[Opening Source records section]
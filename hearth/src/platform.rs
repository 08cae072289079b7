//! Per-invocation view of the box: fresh configuration plus the tools
//! that act on it.

use std::path::{Path, PathBuf};

use hearth_core::CommandRunner;

use crate::actions::ModuleActions;
use crate::certbot::Certbot;
use crate::config::{self, HearthToml};
use crate::services::Systemd;
use crate::webserver::Apache;

/// What every command handler starts from: where the config lives and how
/// to spawn tools. The config itself is read by [`Context::platform`] each
/// time a handler asks for it.
pub struct Context<'a> {
    config_path: PathBuf,
    runner: &'a dyn CommandRunner,
}

impl<'a> Context<'a> {
    pub fn new(config_path: PathBuf, runner: &'a dyn CommandRunner) -> Self {
        Self {
            config_path,
            runner,
        }
    }

    pub fn config_path(&self) -> &Path {
        &self.config_path
    }

    /// Read the configuration from disk and bind it to the runner.
    pub fn platform(&self) -> config::Result<Platform<'a>> {
        let config = HearthToml::load(&self.config_path)?;
        Ok(Platform::new(config, self.runner))
    }
}

pub struct Platform<'a> {
    pub config: HearthToml,
    runner: &'a dyn CommandRunner,
}

impl<'a> Platform<'a> {
    pub fn new(config: HearthToml, runner: &'a dyn CommandRunner) -> Self {
        Self { config, runner }
    }

    pub fn certbot(&self) -> Certbot<'_> {
        Certbot::new(self.runner, &self.config.programs, &self.config.paths)
    }

    pub fn web(&self) -> Apache<'_> {
        Apache::new(self.runner, &self.config.programs, &self.config.paths)
    }

    pub fn services(&self) -> Systemd<'_> {
        Systemd::new(self.runner, &self.config.programs.systemctl)
    }

    pub fn actions(&self) -> ModuleActions<'_> {
        ModuleActions::new(self.runner, &self.config.paths.actions_dir)
    }

    /// Reload the web server if it is running, so site changes take effect.
    pub fn reload_web_server(&self) -> Result<(), hearth_core::ProcessError> {
        let service = &self.config.programs.web_service;
        let services = self.services();
        if services.is_running(service) {
            services.reload(service)?;
        } else {
            tracing::info!(service = %service, "web server not running, skipping reload");
        }
        Ok(())
    }
}
//! Hook management inside a domain's renewal config.
//!
//! States, per domain:
//! - no config: certbot has not issued for the domain (we never create the file)
//! - no section: the file lacks `[renewalparams]`
//! - unmanaged: the file has no `[hearth] managed` marker
//! - managed: our hooks are installed and the original is kept in the backup

use std::fs;
use std::io;
use std::path::{Path, PathBuf};

use hearth_core::HookStatus;
use thiserror::Error;

use super::document::RenewalDocument;

pub const RENEWAL_SECTION: &str = "renewalparams";
pub const WEBROOT_MAP: &str = "webroot_map";
pub const MARKER_SECTION: &str = "hearth";
pub const MARKER_KEY: &str = "managed";
pub const BACKUP_SUFFIX: &str = ".hearth-backup";

const AUTHENTICATOR: &str = "webroot";
const INSTALLER: &str = "None";
const MODULES_FLAG: &str = "--modules";

#[derive(Debug, Error)]
pub enum RenewalError {
    #[error("No renewal config at {}", .0.display())]
    NotFound(PathBuf),

    #[error("Renewal config {} has no [renewalparams] section", .0.display())]
    MissingSection(PathBuf),

    #[error(
        "Renewal config {} carries hearth edits but the backup {} is missing; restore it manually",
        .path.display(),
        .backup.display()
    )]
    MissingBackup { path: PathBuf, backup: PathBuf },

    #[error("Failed to read {}: {source}", .path.display())]
    Read {
        path: PathBuf,
        #[source]
        source: io::Error,
    },

    #[error("Failed to write {}: {source}", .path.display())]
    Write {
        path: PathBuf,
        #[source]
        source: io::Error,
    },
}

#[derive(Debug, Clone, Copy, PartialEq, Eq)]
pub enum HookKind {
    Pre,
    Renew,
    Post,
}

impl HookKind {
    pub const ALL: [HookKind; 3] = [HookKind::Pre, HookKind::Renew, HookKind::Post];

    pub fn config_key(self) -> &'static str {
        match self {
            HookKind::Pre => "pre_hook",
            HookKind::Renew => "renew_hook",
            HookKind::Post => "post_hook",
        }
    }

    pub fn subcommand(self) -> &'static str {
        match self {
            HookKind::Pre => "run_pre_hooks",
            HookKind::Renew => "run_renew_hooks",
            HookKind::Post => "run_post_hooks",
        }
    }
}

/// Values the platform writes into `[renewalparams]`.
#[derive(Debug, Clone, PartialEq, Eq)]
pub struct HookSettings {
    pub domain: String,
    /// Executable invoked by the hooks.
    pub program: String,
    pub webroot: String,
}

impl HookSettings {
    /// Command line for one hook. Only the renew hook carries modules.
    pub fn command_line(&self, kind: HookKind, modules: &[String]) -> String {
        let mut line = format!("{} {} --domain {}", self.program, kind.subcommand(), self.domain);
        if kind == HookKind::Renew && !modules.is_empty() {
            line.push(' ');
            line.push_str(MODULES_FLAG);
            for module in modules {
                line.push(' ');
                line.push_str(module);
            }
        }
        line
    }

    fn expected_values(&self) -> Vec<(&'static str, String)> {
        let mut expected = vec![
            ("authenticator", AUTHENTICATOR.to_string()),
            ("installer", INSTALLER.to_string()),
        ];
        for kind in HookKind::ALL {
            expected.push((kind.config_key(), self.command_line(kind, &[])));
        }
        expected
    }
}

#[derive(Debug, Clone, Copy, PartialEq, Eq)]
pub enum DisableOutcome {
    NothingToDo,
    Restored,
}

#[derive(Debug, Clone, Copy, PartialEq, Eq)]
pub struct EnableOutcome {
    /// A backup of the pre-hearth file was taken by this call.
    pub backed_up: bool,
}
[Closing Source records section]
For this exercise, retype each entry from above exactly as it stands.

filename hearth/src/platform.rs
repository 08cae072289079b7
//! Per-invocation view of the box: fresh configuration plus the tools
//! that act on it.

use std::path::{Path, PathBuf};

use hearth_core::CommandRunner;

use crate::actions::ModuleActions;
use crate::certbot::Certbot;
use crate::config::{self, HearthToml};
use crate::services::Systemd;
use crate::webserver::Apache;

/// What every command handler starts from: where the config lives and how
/// to spawn tools. The config itself is read by [`Context::platform`] each
/// time a handler asks for it.
pub struct Context<'a> {
    config_path: PathBuf,
    runner: &'a dyn CommandRunner,
}

impl<'a> Context<'a> {
    pub fn new(config_path: PathBuf, runner: &'a dyn CommandRunner) -> Self {
        Self {
            config_path,
            runner,
        }
    }

    pub fn config_path(&self) -> &Path {
        &self.config_path
    }

    /// Read the configuration from disk and bind it to the runner.
    pub fn platform(&self) -> config::Result<Platform<'a>> {
        let config = HearthToml::load(&self.config_path)?;
        Ok(Platform::new(config, self.runner))
    }
}

pub struct Platform<'a> {
    pub config: HearthToml,
    runner: &'a dyn CommandRunner,
}

impl<'a> Platform<'a> {
    pub fn new(config: HearthToml, runner: &'a dyn CommandRunner) -> Self {
        Self { config, runner }
    }

    pub fn certbot(&self) -> Certbot<'_> {
        Certbot::new(self.runner, &self.config.programs, &self.config.paths)
    }

    pub fn web(&self) -> Apache<'_> {
        Apache::new(self.runner, &self.config.programs, &self.config.paths)
    }

    pub fn services(&self) -> Systemd<'_> {
        Systemd::new(self.runner, &self.config.programs.systemctl)
    }

    pub fn actions(&self) -> ModuleActions<'_> {
        ModuleActions::new(self.runner, &self.config.paths.actions_dir)
    }

    /// Reload the web server if it is running, so site changes take effect.
    pub fn reload_web_server(&self) -> Result<(), hearth_core::ProcessError> {
        let service = &self.config.programs.web_service;
        let services = self.services();
        if services.is_running(service) {
            services.reload(service)?;
        } else {
            tracing::info!(service = %service, "web server not running, skipping reload");
        }
        Ok(())
    }
}
//! Hook management inside a domain's renewal config.
//!
//! States, per domain:
//! - no config: certbot has not issued for the domain (we never create the file)
//! - no section: the file lacks `[renewalparams]`
//! - unmanaged: the file has no `[hearth] managed` marker
//! - managed: our hooks are installed and the original is kept in the backup

use std::fs;
use std::io;
use std::path::{Path, PathBuf};

use hearth_core::HookStatus;
use thiserror::Error;

use super::document::RenewalDocument;

pub const RENEWAL_SECTION: &str = "renewalparams";
pub const WEBROOT_MAP: &str = "webroot_map";
pub const MARKER_SECTION: &str = "hearth";
pub const MARKER_KEY: &str = "managed";
pub const BACKUP_SUFFIX: &str = ".hearth-backup";

const AUTHENTICATOR: &str = "webroot";
const INSTALLER: &str = "None";
const MODULES_FLAG: &str = "--modules";

#[derive(Debug, Error)]
pub enum RenewalError {
    #[error("No renewal config at {}", .0.display())]
    NotFound(PathBuf),

    #[error("Renewal config {} has no [renewalparams] section", .0.display())]
    MissingSection(PathBuf),

    #[error(
        "Renewal config {} carries hearth edits but the backup {} is missing; restore it manually",
        .path.display(),
        .backup.display()
    )]
    MissingBackup { path: PathBuf, backup: PathBuf },

    #[error("Failed to read {}: {source}", .path.display())]
    Read {
        path: PathBuf,
        #[source]
        source: io::Error,
    },

    #[error("Failed to write {}: {source}", .path.display())]
    Write {
        path: PathBuf,
        #[source]
        source: io::Error,
    },
}

#[derive(Debug, Clone, Copy, PartialEq, Eq)]
pub enum HookKind {
    Pre,
    Renew,
    Post,
}

impl HookKind {
    pub const ALL: [HookKind; 3] = [HookKind::Pre, HookKind::Renew, HookKind::Post];

    pub fn config_key(self) -> &'static str {
        match self {
            HookKind::Pre => "pre_hook",
            HookKind::Renew => "renew_hook",
            HookKind::Post => "post_hook",
        }
    }

    pub fn subcommand(self) -> &'static str {
        match self {
            HookKind::Pre => "run_pre_hooks",
            HookKind::Renew => "run_renew_hooks",
            HookKind::Post => "run_post_hooks",
        }
    }
}

/// Values the platform writes into `[renewalparams]`.
#[derive(Debug, Clone, PartialEq, Eq)]
pub struct HookSettings {
    pub domain: String,
    /// Executable invoked by the hooks.
    pub program: String,
    pub webroot: String,
}

impl HookSettings {
    /// Command line for one hook. Only the renew hook carries modules.
    pub fn command_line(&self, kind: HookKind, modules: &[String]) -> String {
        let mut line = format!("{} {} --domain {}", self.program, kind.subcommand(), self.domain);
        if kind == HookKind::Renew && !modules.is_empty() {
            line.push(' ');
            line.push_str(MODULES_FLAG);
            for module in modules {
                line.push(' ');
                line.push_str(module);
            }
        }
        line
    }

    fn expected_values(&self) -> Vec<(&'static str, String)> {
        let mut expected = vec![
            ("authenticator", AUTHENTICATOR.to_string()),
            ("installer", INSTALLER.to_string()),
        ];
        for kind in HookKind::ALL {
            expected.push((kind.config_key(), self.command_line(kind, &[])));
        }
        expected
    }
}

#[derive(Debug, Clone, Copy, PartialEq, Eq)]
pub enum DisableOutcome {
    NothingToDo,
    Restored,
}

#[derive(Debug, Clone, Copy, PartialEq, Eq)]
pub struct EnableOutcome {
    /// A backup of the pre-hearth file was taken by this call.
    pub backed_up: bool,
}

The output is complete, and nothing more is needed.